> Material for the task:
//! 통합 API 에러 응답 타입.
//!
//! 모든 엔드포인트는 실패 시
//! `{success: false, error: {code, message}, timestamp}` 형식을
//! 반환합니다. `QuoteError` → HTTP 상태 코드 매핑도 이 모듈 한 곳에
//! 있습니다.

use axum::http::{header, StatusCode};
use axum::response::{IntoResponse, Response};
use axum::Json;
use quote_core::QuoteError;
use serde::Serialize;
use utoipa::ToSchema;

/// 에러 상세 (envelope의 `error` 필드).
#[derive(Debug, Clone, Serialize, ToSchema)]
pub struct ApiErrorBody {
    /// 에러 코드 (예: "NOT_FOUND", "VALIDATION_ERROR")
    pub code: String,
    /// 사람이 읽을 수 있는 에러 메시지
    pub message: String,
}

/// API 에러 응답.
#[derive(Debug)]
pub struct ApiError {
    /// HTTP 상태 코드
    pub status: StatusCode,
    /// 에러 상세
    pub body: ApiErrorBody,
}

impl ApiError {
    /// 새 에러 생성.
    pub fn new(
        status: StatusCode,
        code: impl Into<String>,
        message: impl Into<String>,
    ) -> Self {
        Self {
            status,
            body: ApiErrorBody {
                code: code.into(),
                message: message.into(),
            },
        }
    }

    /// 401 인증 에러.
    ///
    /// 응답에 `WWW-Authenticate: Bearer` 챌린지가 포함됩니다.
    pub fn unauthorized(message: impl Into<String>) -> Self {
        Self::new(StatusCode::UNAUTHORIZED, "UNAUTHORIZED", message)
    }

    /// 503 데이터베이스 미설정 에러.
    pub fn database_unavailable() -> Self {
        Self::new(
            StatusCode::SERVICE_UNAVAILABLE,
            "DATABASE_UNAVAILABLE",
            "데이터베이스가 설정되지 않았습니다",
        )
    }
}

impl From<QuoteError> for ApiError {
    fn from(err: QuoteError) -> Self {
        let (status, code) = match &err {
            QuoteError::NotFound(_) => (StatusCode::NOT_FOUND, "NOT_FOUND"),
            QuoteError::InvalidInput(_) => (StatusCode::BAD_REQUEST, "VALIDATION_ERROR"),
            QuoteError::RateLimited(_) => (StatusCode::BAD_GATEWAY, "UPSTREAM_RATE_LIMITED"),
            QuoteError::Upstream(_) => (StatusCode::BAD_GATEWAY, "UPSTREAM_ERROR"),
            QuoteError::Parse(_) => (StatusCode::INTERNAL_SERVER_ERROR, "PARSE_ERROR"),
            QuoteError::Database(_) => (StatusCode::SERVICE_UNAVAILABLE, "DB_ERROR"),
            QuoteError::Auth(_) => (StatusCode::UNAUTHORIZED, "UNAUTHORIZED"),
            QuoteError::Config(_) => (StatusCode::INTERNAL_SERVER_ERROR, "CONFIG_ERROR"),
        };

        Self::new(status, code, err.to_string())
    }
}

/// 에러 envelope 직렬화 형식.
#[derive(Debug, Serialize, ToSchema)]
pub struct ErrorEnvelope {
    /// 성공 여부 (항상 false)
    pub success: bool,
    /// 에러 상세
    pub error: ApiErrorBody,
    /// 에러 발생 시간 (RFC 3339)
    pub timestamp: String,
}

impl IntoResponse for ApiError {
    fn into_response(self) -> Response {
        let envelope = ErrorEnvelope {
            success: false,
            error: self.body,
            timestamp: chrono::Utc::now().to_rfc3339(),
        };

        let mut response = (self.status, Json(envelope)).into_response();
        if self.status == StatusCode::UNAUTHORIZED {
            response.headers_mut().insert(
                header::WWW_AUTHENTICATE,
                header::HeaderValue::from_static("Bearer"),
            );
        }
        response
    }
}

/// API 핸들러 Result 타입 별칭.
pub type ApiResult<T> = Result<T, ApiError>;

#[cfg(test)]
mod tests {
    use super::*;

    #[test]
    fn test_quote_error_mapping() {
        let cases = [
            (QuoteError::NotFound("x".into()), StatusCode::NOT_FOUND),
            (QuoteError::InvalidInput("x".into()), StatusCode::BAD_REQUEST),
            (QuoteError::Upstream("x".into()), StatusCode::BAD_GATEWAY),
            (QuoteError::RateLimited("x".into()), StatusCode::BAD_GATEWAY),
            (QuoteError::Database("x".into()), StatusCode::SERVICE_UNAVAILABLE),
            (QuoteError::Auth("x".into()), StatusCode::UNAUTHORIZED),
        ];

        for (err, expected) in cases {
            let api_err: ApiError = err.into();
            assert_eq!(api_err.status, expected);
        }
    }

    #[test]
    fn test_unauthorized_includes_challenge() {
        let response = ApiError::unauthorized("토큰이 필요합니다").into_response();
        assert_eq!(response.status(), StatusCode::UNAUTHORIZED);
        assert_eq!(
            response.headers().get(header::WWW_AUTHENTICATE).unwrap(),
            "Bearer"
        );
    }

    #[test]
    fn test_error_envelope_shape() {
        let err = ApiError::new(StatusCode::NOT_FOUND, "NOT_FOUND", "없음");
        let envelope = ErrorEnvelope {
            success: false,
            error: err.body,
            timestamp: chrono::Utc::now().to_rfc3339(),
        };
        let json = serde_json::to_value(&envelope).unwrap();

        assert_eq!(json["success"], false);
        assert_eq!(json["error"]["code"], "NOT_FOUND");
        assert_eq!(json["error"]["message"], "없음");
    }
}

> About this exercise:
What lines in the listing above hold the string "false"? List them.

> Written answer:
//! `{success: false, error: {code, message}, timestamp}` 형식을
    /// 성공 여부 (항상 false)
            success: false,
            success: false,
        assert_eq!(json["success"], false);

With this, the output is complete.